During lean periods, CM Heunis would continue doing their own developments, and Heunspan Flats, Heunishof and Uit & Tuis flats were built.

“For years we couldn’t make inroads at DSG,” Neels says. But in 1988 we won the tender for the new admin block and I don’t think one year has passed where we have not been involved in some work.”

“In 1985 my uncle Bobby Heunis started his own company in opposition to us: sad in a way, but in the long run, a blessing.”

In 1990, the two brothers also split their property portfolio.

Light and airy, the state-of-the art Arthur Cotton Design and Technology Centre at St Andrew’s College is one of CM Heunis’s more recent projects. Photo supplied

Two of their most creatively rewarding projects were Ntsika Secondary school and the Design and Technology Centre at St Andrew’s College – both of which Neels describes as state-of-the-art for their purposes.

The story of the fire at the Monument Theatre bears telling.

“On a misty Saturday in August/September 1994, we drove to PE. As we were driving past the Monument, we heard it had been gutted by fire.”

That evening, Neels received a call asking him if they could start cleaning up that Monday morning.

“I asked him to give me some time to think,” Neels says. Three days later, they were starting the job on a cost-plus basis.

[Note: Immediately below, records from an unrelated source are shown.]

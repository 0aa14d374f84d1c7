//! OAuth2 client-credentials token management for [`AmadeusClient`].
//!
//! The provider issues short-lived bearer tokens (~30 minutes). The client
//! caches the current token and refreshes it once it is within the expiry
//! margin, so callers never handle tokens directly.

use std::time::{Duration, Instant};

use crate::client::{AmadeusClient, TOKEN_PATH};
use crate::error::AmadeusError;
use crate::types::TokenResponse;

/// Refresh the token this many seconds before the provider-reported expiry,
/// so an in-flight request never carries a token that dies mid-request.
const EXPIRY_MARGIN_SECS: u64 = 60;

pub(crate) struct CachedToken {
    value: String,
    expires_at: Instant,
}

impl AmadeusClient {
    /// Returns a valid bearer token, fetching or refreshing it if needed.
    ///
    /// # Errors
    ///
    /// - [`AmadeusError::Token`] if the credentials are rejected.
    /// - [`AmadeusError::Http`] on network failure.
    /// - [`AmadeusError::Deserialize`] if the token response is malformed.
    pub(crate) async fn bearer_token(&self) -> Result<String, AmadeusError> {
        let mut guard = self.token.lock().await;
        if let Some(cached) = guard.as_ref() {
            if Instant::now() < cached.expires_at {
                return Ok(cached.value.clone());
            }
            tracing::debug!("bearer token near expiry; refreshing");
        }

        let fresh = self.fetch_token().await?;
        let value = fresh.value.clone();
        *guard = Some(fresh);
        Ok(value)
    }

    /// Requests a new token from the OAuth2 endpoint (form-encoded
    /// client-credentials grant).
    async fn fetch_token(&self) -> Result<CachedToken, AmadeusError> {
        let url = self.endpoint(TOKEN_PATH)?;
        let form = [
            ("grant_type", "client_credentials"),
            ("client_id", self.api_key.as_str()),
            ("client_secret", self.api_secret.as_str()),
        ];
        let response = self.client.post(url).form(&form).send().await?;

        let status = response.status();
        let body = response.text().await?;
        if !status.is_success() {
            return Err(AmadeusError::Token(format!("HTTP {status}: {body}")));
        }

        let parsed: TokenResponse =
            serde_json::from_str(&body).map_err(|e| AmadeusError::Deserialize {
                context: TOKEN_PATH.to_string(),
                source: e,
            })?;

        let lifetime = parsed.expires_in.saturating_sub(EXPIRY_MARGIN_SECS);
        tracing::debug!(expires_in = parsed.expires_in, "obtained new bearer token");
        Ok(CachedToken {
            value: parsed.access_token,
            expires_at: Instant::now() + Duration::from_secs(lifetime),
        })
    }
}
//! Alert text composition.
//!
//! The sinks take finished text; these helpers are the only place the alert
//! wording lives, so the chat and email channels always say the same thing.

use farewatch_amadeus::CheapestFare;

/// Message sent when a fare undercuts the stored threshold.
#[must_use]
pub fn deal_alert(city: &str, currency: &str, fare: &CheapestFare) -> String {
    let stops = match fare.stops {
        0 => String::new(),
        1 => " with 1 stop".to_string(),
        n => format!(" with {n} stops"),
    };
    format!(
        "Low price alert! Only {} {currency} to fly from {} to {} ({city}){stops}, on {} until {}.",
        fare.price, fare.origin, fare.destination, fare.out_date, fare.return_date
    )
}

/// Message sent when flights were found but none beat the threshold.
#[must_use]
pub fn no_deal(city: &str, currency: &str, fare: &CheapestFare) -> String {
    format!(
        "No lower price found for flights to {city}. Current price: {} {currency}.",
        fare.price
    )
}

/// Message sent when the search produced no usable flight data.
#[must_use]
pub fn no_data(city: &str) -> String {
    format!("No flight data available for {city}.")
}

#[cfg(test)]
mod tests {
    use chrono::NaiveDate;
    use rust_decimal::Decimal;

    use super::*;

    fn fare(stops: usize) -> CheapestFare {
        CheapestFare {
            price: "95.00".parse::<Decimal>().unwrap(),
            origin: "LON".to_string(),
            destination: "NYC".to_string(),
            out_date: NaiveDate::from_ymd_opt(2025, 6, 1).unwrap(),
            return_date: NaiveDate::from_ymd_opt(2025, 6, 8).unwrap(),
            stops,
        }
    }

    #[test]
    fn deal_alert_mentions_route_dates_and_price() {
        let text = deal_alert("New York", "GBP", &fare(0));
        assert_eq!(
            text,
            "Low price alert! Only 95.00 GBP to fly from LON to NYC (New York), \
             on 2025-06-01 until 2025-06-08."
        );
    }

    #[test]
    fn deal_alert_mentions_stops_when_indirect() {
        let text = deal_alert("New York", "GBP", &fare(1));
        assert!(text.contains("with 1 stop,"), "got: {text}");
        let text = deal_alert("New York", "GBP", &fare(2));
        assert!(text.contains("with 2 stops,"), "got: {text}");
    }

    #[test]
    fn no_deal_mentions_city_and_current_price() {
        let text = no_deal("New York", "GBP", &fare(0));
        assert_eq!(
            text,
            "No lower price found for flights to New York. Current price: 95.00 GBP."
        );
    }

    #[test]
    fn no_data_mentions_city() {
        assert_eq!(no_data("Tokyo"), "No flight data available for Tokyo.");
    }
}
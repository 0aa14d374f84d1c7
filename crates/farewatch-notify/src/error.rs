use thiserror::Error;

/// Errors returned by the notification sinks.
#[derive(Debug, Error)]
pub enum NotifyError {
    /// Network or TLS failure from the underlying HTTP client.
    #[error("HTTP error: {0}")]
    Http(#[from] reqwest::Error),

    /// The delivery endpoint answered with a non-2xx status.
    #[error("delivery failed: HTTP {status}: {body}")]
    Api { status: u16, body: String },

    /// The configured webhook or API URL is not valid.
    #[error("invalid notification URL \"{url}\": {reason}")]
    InvalidUrl { url: String, reason: String },

    /// Email delivery was requested without any recipients configured.
    #[error("no email recipients configured")]
    NoRecipients,
}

“The devastation was overwhelming – and where do you start?”

But – “Ons skrik vir niks,” Neels says. Their work included lifting slabs, rebuilding the roof and spray cleaning the walls, all with the aim of making it ready to accommodate the Festival by July 1995.

Another post-fire reconstruction they undertook was Oxford Furnishers.

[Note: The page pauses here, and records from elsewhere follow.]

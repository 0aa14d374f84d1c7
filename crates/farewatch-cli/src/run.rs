//! Orchestration for the sync-codes and check runs.
//!
//! Both runs walk the destination rows sequentially with a courtesy delay
//! between provider calls. Per-destination failures are logged and skipped
//! rather than propagated so a single bad destination does not abort the
//! full run.

use std::time::Duration;

use chrono::{Days, Utc};
use farewatch_amadeus::{select_cheapest, AmadeusClient, BestOffer, OfferQuery};
use farewatch_core::AppConfig;
use farewatch_notify::{ChatNotifier, EmailNotifier};
use farewatch_sheets::{DestinationRow, SheetClient};

/// Search departures from tomorrow up to roughly six months out.
const WINDOW_START_DAYS: u64 = 1;
const WINDOW_END_DAYS: u64 = 6 * 30;

/// The provider and notification clients one run needs.
pub(crate) struct Clients {
    pub amadeus: AmadeusClient,
    pub sheet: SheetClient,
    pub chat: Option<ChatNotifier>,
    pub email: Option<EmailNotifier>,
}

/// Builds all clients from config. Notification channels are optional;
/// whichever ones are configured get used.
pub(crate) fn build_clients(config: &AppConfig) -> anyhow::Result<Clients> {
    let amadeus = AmadeusClient::with_base_url(
        &config.amadeus_api_key,
        &config.amadeus_api_secret,
        config.request_timeout_secs,
        &config.amadeus_base_url,
    )?
    .with_retry_policy(config.max_retries, config.retry_backoff_base_ms);

    let sheet = SheetClient::new(
        &config.sheet_endpoint,
        &config.sheet_username,
        &config.sheet_password,
        config.request_timeout_secs,
    )?;

    let chat = config
        .chat_webhook_url
        .as_deref()
        .map(|url| ChatNotifier::new(url, config.request_timeout_secs))
        .transpose()?;

    let email = match (&config.email_api_key, &config.email_from) {
        (Some(key), Some(from)) => {
            Some(EmailNotifier::new(key, from, config.request_timeout_secs)?)
        }
        _ => None,
    };

    if chat.is_none() && email.is_none() {
        tracing::warn!("no notification channel configured; alerts will only be logged");
    }

    Ok(Clients {
        amadeus,
        sheet,
        chat,
        email,
    })
}

#[derive(Debug, Default)]
pub(crate) struct SyncTotals {
    /// Rows whose code was resolved and written back this run.
    pub resolved: usize,
    /// Rows that already carried a code.
    pub already: usize,
    /// Rows the provider could not match to a code.
    pub unresolved: usize,
    pub failed: usize,
}

/// Resolves missing IATA codes and writes them back to the sheet.
///
/// Rows that already carry a code are left untouched. Lookup misses leave the
/// row blank so the next run retries.
///
/// # Errors
///
/// Returns an error only if the destination rows cannot be listed; everything
/// per-row is recorded in the totals instead.
pub(crate) async fn sync_codes(
    config: &AppConfig,
    clients: &Clients,
) -> anyhow::Result<SyncTotals> {
    let rows = clients.sheet.list_destinations().await?;
    tracing::info!(rows = rows.len(), "starting sync-codes run");

    let mut totals = SyncTotals::default();
    for row in &rows {
        if row.has_code() {
            totals.already += 1;
            continue;
        }

        match clients.amadeus.city_code(&row.city).await {
            Ok(Some(code)) => match clients.sheet.update_iata_code(row.id, &code).await {
                Ok(()) => {
                    tracing::info!(city = %row.city, %code, "resolved IATA code");
                    totals.resolved += 1;
                }
                Err(e) => {
                    tracing::error!(city = %row.city, error = %e, "failed to write IATA code");
                    totals.failed += 1;
                }
            },
            Ok(None) => {
                tracing::warn!(city = %row.city, "no IATA code found; leaving row for retry");
                totals.unresolved += 1;
            }
            Err(e) => {
                tracing::error!(city = %row.city, error = %e, "IATA lookup failed");
                totals.failed += 1;
            }
        }

        pause(config).await;
    }

    Ok(totals)
}

#[derive(Debug, Default)]
pub(crate) struct CheckTotals {
    /// Destinations for which a usable fare came back.
    pub checked: usize,
    /// Fares that undercut the stored threshold.
    pub deals: usize,
    pub no_deals: usize,
    /// Destinations with no usable flight data.
    pub unavailable: usize,
    /// Rows skipped for want of a resolved IATA code.
    pub skipped: usize,
    pub failed: usize,
}

/// Runs one fare check over the destination rows.
///
/// For each row with a resolved code: search offers over the window, pick the
/// cheapest, compare against the row's threshold, and notify. With `dry_run`
/// the composed messages are logged instead of delivered.
///
/// # Errors
///
/// Returns an error if the destination rows cannot be listed or if
/// `city_filter` matches no row; per-destination search failures are recorded
/// in the totals instead.
pub(crate) async fn check_deals(
    config: &AppConfig,
    clients: &Clients,
    city_filter: Option<&str>,
    dry_run: bool,
) -> anyhow::Result<CheckTotals> {
    let mut rows = clients.sheet.list_destinations().await?;
    if let Some(city) = city_filter {
        rows.retain(|r| r.city.eq_ignore_ascii_case(city));
        if rows.is_empty() {
            anyhow::bail!("destination '{city}' not found in the sheet");
        }
    }

    let (departure_date, return_date) = search_window();
    tracing::info!(
        rows = rows.len(),
        origin = %config.origin_iata,
        %departure_date,
        %return_date,
        "starting fare check"
    );

    let mut totals = CheckTotals::default();
    for row in &rows {
        if !row.has_code() {
            tracing::warn!(city = %row.city, "skipping destination; IATA code not resolved yet");
            totals.skipped += 1;
            continue;
        }

        let query = OfferQuery {
            origin: config.origin_iata.clone(),
            destination: row.iata_code.clone(),
            departure_date,
            return_date,
            non_stop_only: config.non_stop_only,
            currency: config.currency.clone(),
            max_offers: config.search_max_offers,
        };

        tracing::info!(city = %row.city, code = %row.iata_code, "searching fares");
        match clients.amadeus.search_offers(&query).await {
            Ok(response) => {
                let best = select_cheapest(Some(&response));
                handle_best_offer(config, clients, row, &best, dry_run, &mut totals).await;
            }
            Err(e) => {
                tracing::error!(city = %row.city, error = %e, "fare search failed");
                totals.failed += 1;
            }
        }

        pause(config).await;
    }

    Ok(totals)
}

/// Compares the selected offer against the row threshold and dispatches the
/// matching notification.
async fn handle_best_offer(
    config: &AppConfig,
    clients: &Clients,
    row: &DestinationRow,
    best: &BestOffer,
    dry_run: bool,
    totals: &mut CheckTotals,
) {
    match best {
        BestOffer::Found(fare) => {
            totals.checked += 1;
            if fare.price < row.lowest_price {
                totals.deals += 1;
                tracing::info!(
                    city = %row.city,
                    price = %fare.price,
                    threshold = %row.lowest_price,
                    "cheaper fare found"
                );
                let text = farewatch_notify::deal_alert(&row.city, &config.currency, fare);
                deliver(config, clients, &row.city, &text, true, dry_run).await;
            } else {
                totals.no_deals += 1;
                tracing::info!(
                    city = %row.city,
                    price = %fare.price,
                    threshold = %row.lowest_price,
                    "no lower price"
                );
                let text = farewatch_notify::no_deal(&row.city, &config.currency, fare);
                deliver(config, clients, &row.city, &text, false, dry_run).await;
            }
        }
        BestOffer::Unavailable => {
            totals.unavailable += 1;
            let text = farewatch_notify::no_data(&row.city);
            deliver(config, clients, &row.city, &text, false, dry_run).await;
        }
    }
}

/// Sends `text` to the configured channels. Deal alerts also go out by email;
/// routine notices stay on chat. Delivery failures are logged, never
/// propagated.
async fn deliver(
    config: &AppConfig,
    clients: &Clients,
    city: &str,
    text: &str,
    is_deal: bool,
    dry_run: bool,
) {
    if dry_run {
        tracing::info!(%city, message = %text, "dry run; not delivering");
        return;
    }

    if let Some(chat) = &clients.chat {
        if let Err(e) = chat.send(text).await {
            tracing::error!(%city, error = %e, "chat delivery failed");
        }
    }

    if is_deal {
        if let Some(email) = &clients.email {
            if let Err(e) = email
                .send(
                    "farewatch: cheap fare found",
                    text,
                    &config.email_recipients,
                )
                .await
            {
                tracing::error!(%city, error = %e, "email delivery failed");
            }
        }
    }
}

/// Departure window: tomorrow until six months (6 x 30 days) from today.
fn search_window() -> (chrono::NaiveDate, chrono::NaiveDate) {
    let today = Utc::now().date_naive();
    (
        today + Days::new(WINDOW_START_DAYS),
        today + Days::new(WINDOW_END_DAYS),
    )
}

async fn pause(config: &AppConfig) {
    if config.inter_request_delay_ms > 0 {
        tokio::time::sleep(Duration::from_millis(config.inter_request_delay_ms)).await;
    }
}

#[cfg(test)]
#[path = "run_test.rs"]
mod run_test;
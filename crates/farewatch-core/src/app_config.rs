#[derive(Debug, Clone, PartialEq, Eq)]
pub enum Environment {
    Development,
    Test,
    Production,
}

impl std::fmt::Display for Environment {
    fn fmt(&self, f: &mut std::fmt::Formatter<'_>) -> std::fmt::Result {
        match self {
            Environment::Development => write!(f, "development"),
            Environment::Test => write!(f, "test"),
            Environment::Production => write!(f, "production"),
        }
    }
}

/// Runtime configuration for the farewatch binary and its client crates.
///
/// Loaded once at startup via [`crate::load_app_config`]; everything is plain
/// data so it can be cloned into background jobs.
#[derive(Clone)]
pub struct AppConfig {
    pub env: Environment,
    pub log_level: String,

    /// IATA code all searches depart from.
    pub origin_iata: String,
    /// Currency code the provider should quote prices in.
    pub currency: String,
    /// Restrict searches to non-stop itineraries.
    pub non_stop_only: bool,
    /// Maximum offers requested per search.
    pub search_max_offers: u32,

    pub amadeus_api_key: String,
    pub amadeus_api_secret: String,
    pub amadeus_base_url: String,

    pub sheet_endpoint: String,
    pub sheet_username: String,
    pub sheet_password: String,

    pub chat_webhook_url: Option<String>,
    pub email_api_key: Option<String>,
    pub email_from: Option<String>,
    pub email_recipients: Vec<String>,

    pub request_timeout_secs: u64,
    pub max_retries: u32,
    pub retry_backoff_base_ms: u64,
    /// Courtesy delay between provider calls in the destination loop.
    pub inter_request_delay_ms: u64,
    /// Cron expression for the `watch` command's recurring check.
    pub watch_cron: String,
}

impl std::fmt::Debug for AppConfig {
    fn fmt(&self, f: &mut std::fmt::Formatter<'_>) -> std::fmt::Result {
        f.debug_struct("AppConfig")
            .field("env", &self.env)
            .field("log_level", &self.log_level)
            .field("origin_iata", &self.origin_iata)
            .field("currency", &self.currency)
            .field("non_stop_only", &self.non_stop_only)
            .field("search_max_offers", &self.search_max_offers)
            .field("amadeus_api_key", &"[redacted]")
            .field("amadeus_api_secret", &"[redacted]")
            .field("amadeus_base_url", &self.amadeus_base_url)
            .field("sheet_endpoint", &self.sheet_endpoint)
            .field("sheet_username", &"[redacted]")
            .field("sheet_password", &"[redacted]")
            .field("chat_webhook_url", &self.chat_webhook_url.as_ref().map(|_| "[redacted]"))
            .field("email_api_key", &self.email_api_key.as_ref().map(|_| "[redacted]"))
            .field("email_from", &self.email_from)
            .field("email_recipients", &self.email_recipients.len())
            .field("request_timeout_secs", &self.request_timeout_secs)
            .field("max_retries", &self.max_retries)
            .field("retry_backoff_base_ms", &self.retry_backoff_base_ms)
            .field("inter_request_delay_ms", &self.inter_request_delay_ms)
            .field("watch_cron", &self.watch_cron)
            .finish()
    }
}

In 2003 they formed a Port Alfred branch and one of their first contracts was the construction of Guido’s on the beachfront. In Kenton, CM Heunis was involved in the construction of several luxury houses.

SAIAB – the National Research Foundation’s South African Institute for Aquatic Biodiversity – was built around the millennium.

The SAIAB building in Somerset Street, the upgrading of hostels at St Andrew’s College, residences and additions to the library at Rhodes University are among their more recent projects. “We normally pump 50 cubic metres of concrete a day,” Neels says. “Here we were pumping up to 180 a day at a cost of R2000 per cubic metre.”

The Eden Grove complex at Rhodes was designed to make a statement for the University at the turn of the century.

One of the most challenging projects was the Eden Grove complex at Rhodes University, put out to tender in 1998.

“This is the most complex structure that I have been involved in to date,” says Neels. “It was the first time that we worked with post tensioned concrete slabs. The roof with its wings was so complex that the architects constructed a model so we could understand the drawings.”

The building was an important statement for the university at the millennium, championed by vice-principal at the time, Mike Smout.

In 1999 the company formed a new branch in Port Alfred to service the growing need for multi-million luxury homes in Kenton-on-Sea, Bushman’s River area and the Port Alfred Marina development.

“Grahamstown has supported us since 1940,” Neels said to the gathering at the 80-year celebrations, expressing the hope that CM Heunis would survive and continue to grow with the town.

The business stayed in the family for three generations, covering a span of 79 years, until Neels decided to sell the company and begin his journey into retirement. The business was purchased with effect on 1 September 2016 by long-serving colleagues Brian Knight and Hain Ackerman.  Neels has stayed on as Financial Manager and Consultant, as well as a Non-Executive Member of the company.  He will be slowly withdrawing over the next few years as he retires fully.